Article

10min read

Measure your DevOps Performance: DORA Metrics

Nowadays, as software development processes become more decentralized and as the number of teams working on different projects (in different places too) increases, it becomes that much harder to set and track metrics to measure performance across these teams.

And yet data is now more important than ever. Data is a company’s most valuable asset in order to measure how efficiently teams are performing over time to deliver the best products and user experience to customers. 

This is especially relevant for DevOps teams where there’s a need for a clear framework to measure their performance.

This is where DORA metrics come in.

What are DORA metrics?

DORA metrics provide a standard framework to help leaders who are implementing a DevOps methodology in their organization to measure the performance of their teams.

This framework was the result of a six-year research program conducted by Google Cloud’s DevOps Research and Assessment (DORA) team after analyzing survey responses from over 32,000 professionals worldwide. Their goal was to determine the most effective ways to develop and deliver software.

Through the use of behavioral science, the research identified four key metrics that would indicate the performance of a software development team. 

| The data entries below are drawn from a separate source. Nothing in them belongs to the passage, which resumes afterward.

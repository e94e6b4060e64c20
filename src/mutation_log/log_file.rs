use crate::common::{Decree, Gpid};
use crate::mutation_log::log_block::{encode_block, BlockHeader, BLOCK_HEADER_SIZE, LOG_BLOCK_MAGIC};
use crate::mutation_log::log_utils::log_file_name;
use crate::mutation_log::LogError;
use std::collections::HashMap;
use std::convert::TryFrom;
use std::fs::{self, File, OpenOptions};
use std::io::{self, Seek, SeekFrom, Write};
use std::path::{Path, PathBuf};
use std::time::{Duration, SystemTime};

/// A raw block read back from a log file.
pub(crate) struct LogBlock {
    /// Global offset of the block header.
    pub(crate) offset: i64,
    pub(crate) body: Vec<u8>,
}

/// Where a segment's blocks go. Abstracted so a failed write can be cut off again.
pub(crate) trait SegmentWriter: Write + Send {
    /// Cuts the segment to `len` bytes and moves the write position there.
    fn truncate(&mut self, len: u64) -> io::Result<()>;

    fn sync_data(&mut self) -> io::Result<()>;
}

impl SegmentWriter for File {
    fn truncate(&mut self, len: u64) -> io::Result<()> {
        self.set_len(len)?;
        self.seek(SeekFrom::Start(len))?;
        Ok(())
    }

    fn sync_data(&mut self) -> io::Result<()> {
        File::sync_data(self)
    }
}

/// LogFile is one segment of a mutation log. Only the newest segment of a log holds a writer.
pub(crate) struct LogFile {
    index: u32,
    start_offset: i64,
    path: PathBuf,
    writer: Option<Box<dyn SegmentWriter>>,
    size: u64,
    max_decrees: HashMap<Gpid, Decree>,
    last_write_time: SystemTime,
}

impl LogFile {
    pub(crate) fn create(dir: &Path, index: u32, start_offset: i64) -> io::Result<Self> {
        let path = dir.join(log_file_name(index, start_offset));
        let writer = OpenOptions::new().create_new(true).write(true).open(&path)?;

        Ok(LogFile {
            index,
            start_offset,
            path,
            writer: Some(Box::new(writer)),
            size: 0,
            max_decrees: HashMap::new(),
            last_write_time: SystemTime::now(),
        })
    }

    pub(crate) fn open_existing(path: PathBuf, index: u32, start_offset: i64) -> io::Result<Self> {
        let metadata = fs::metadata(&path)?;
        let last_write_time = metadata.modified().unwrap_or_else(|_| SystemTime::now());

        Ok(LogFile {
            index,
            start_offset,
            path,
            writer: None,
            size: metadata.len(),
            max_decrees: HashMap::new(),
            last_write_time,
        })
    }

    pub(crate) fn index(&self) -> u32 {
        self.index
    }

    pub(crate) fn path(&self) -> &Path {
        &self.path
    }

    pub(crate) fn size(&self) -> u64 {
        self.size
    }

    pub(crate) fn is_writable(&self) -> bool {
        self.writer.is_some()
    }

    pub(crate) fn end_offset(&self) -> i64 {
        self.start_offset + self.size as i64
    }

    pub(crate) fn age(&self, now: SystemTime) -> Duration {
        now.duration_since(self.last_write_time).unwrap_or_default()
    }

    pub(crate) fn note_decree(&mut self, gpid: Gpid, decree: Decree) {
        let max = self.max_decrees.entry(gpid).or_insert(decree);
        if decree > *max {
            *max = decree;
        }
    }

    pub(crate) fn max_decree(&self, gpid: Gpid) -> Option<Decree> {
        self.max_decrees.get(&gpid).copied()
    }

    pub(crate) fn max_decrees(&self) -> &HashMap<Gpid, Decree> {
        &self.max_decrees
    }

    /// Reads every block of the file in order. With `allow_torn_tail`, a block cut short by a
    /// crash at the end of the file ends the read instead of failing it. Returns the blocks and
    /// the local offset where valid data ends.
    pub(crate) fn read_blocks(&self, allow_torn_tail: bool) -> Result<(Vec<LogBlock>, u64), LogError> {
        let data = fs::read(&self.path)?;
        let mut blocks = Vec::new();
        let mut pos = 0usize;

        while pos < data.len() {
            if data.len() - pos < BLOCK_HEADER_SIZE {
                if allow_torn_tail {
                    break;
                }
                return Err(self.corruption(pos, "truncated block header"));
            }

            let mut header_bytes = [0u8; BLOCK_HEADER_SIZE];
            header_bytes.copy_from_slice(&data[pos..pos + BLOCK_HEADER_SIZE]);
            let header = BlockHeader::decode(&header_bytes);
            if header.magic != LOG_BLOCK_MAGIC {
                return Err(self.corruption(pos, "bad block magic"));
            }
            if header.local_offset as usize != pos {
                return Err(self.corruption(pos, "block local offset mismatch"));
            }

            let body_start = pos + BLOCK_HEADER_SIZE;
            let body_end = body_start + header.length as usize;
            if body_end > data.len() {
                if allow_torn_tail {
                    break;
                }
                return Err(self.corruption(pos, "truncated block body"));
            }

            let body = &data[body_start..body_end];
            if !header.body_matches(body) {
                return Err(self.corruption(pos, "block crc mismatch"));
            }

            blocks.push(LogBlock {
                offset: self.start_offset + pos as i64,
                body: body.to_vec(),
            });
            pos = body_end;
        }

        Ok((blocks, pos as u64))
    }

    /// Re-opens the file for appending, cutting anything past `valid_end` (a torn tail).
    pub(crate) fn reopen_for_append(&mut self, valid_end: u64) -> io::Result<()> {
        let mut writer = OpenOptions::new().write(true).open(&self.path)?;
        SegmentWriter::truncate(&mut writer, valid_end)?;
        self.writer = Some(Box::new(writer));
        self.size = valid_end;
        Ok(())
    }

    /// Appends one block and returns its global offset. A failed write is cut off again so the
    /// next block lands right after the last good one; if that fails too the segment stops taking
    /// writes.
    pub(crate) fn append_block(&mut self, body: &[u8]) -> Result<i64, LogError> {
        let local_offset = self.size;
        let block_offset = u32::try_from(local_offset).map_err(|_| {
            LogError::InvalidData(format!(
                "log file {:?} is {} bytes, past the block offset range",
                self.path, local_offset
            ))
        })?;
        let writer = match self.writer.as_mut() {
            Some(writer) => writer,
            None => {
                return Err(LogError::InvalidData(format!(
                    "log file {:?} is not open for writing",
                    self.path
                )))
            }
        };

        let block = encode_block(body, block_offset);
        if let Err(e) = writer.write_all(&block) {
            if writer.truncate(local_offset).is_err() {
                self.writer = None;
            }
            return Err(e.into());
        }
        self.size += block.len() as u64;
        self.last_write_time = SystemTime::now();

        Ok(self.start_offset + local_offset as i64)
    }

    pub(crate) fn sync(&mut self) -> io::Result<()> {
        match self.writer.as_mut() {
            Some(writer) => writer.sync_data(),
            None => Ok(()),
        }
    }

    pub(crate) fn close_writer(&mut self) {
        self.writer = None;
    }

    fn corruption(&self, local_offset: usize, reason: &str) -> LogError {
        LogError::Corruption {
            file: self.path.display().to_string(),
            offset: self.start_offset + local_offset as i64,
            reason: reason.to_string(),
        }
    }
}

With these metrics, teams can measure their software delivery performance, monitor it over a period of time and be able to easily identify areas of improvement to optimize performance. In that sense, they shed light on the capabilities that drive high performance in technology delivery.

Therefore, DORA metrics are especially relevant for DevOps teams as they provide them with concrete data to measure performance and improve the effectiveness of their DevOps operations. It also allows them to assess whether they are building and delivering software that meets customer requirements as well as gain insights on how to improve and provide more value for customers.

The four DORA metrics

In this section, we will list the four main metrics that the DORA team identified for DevOps teams to measure their performance. 

The following chart shows from the 2022 State of DevOps report, updated each year, shows the ranges of each metric according to the different categories of performers:

The four key metrics used are:

  1. Deployment frequency

Deployment frequency measures velocity. In this case, the goal is to measure how often an organization successfully deploys code to production or releases it to end users.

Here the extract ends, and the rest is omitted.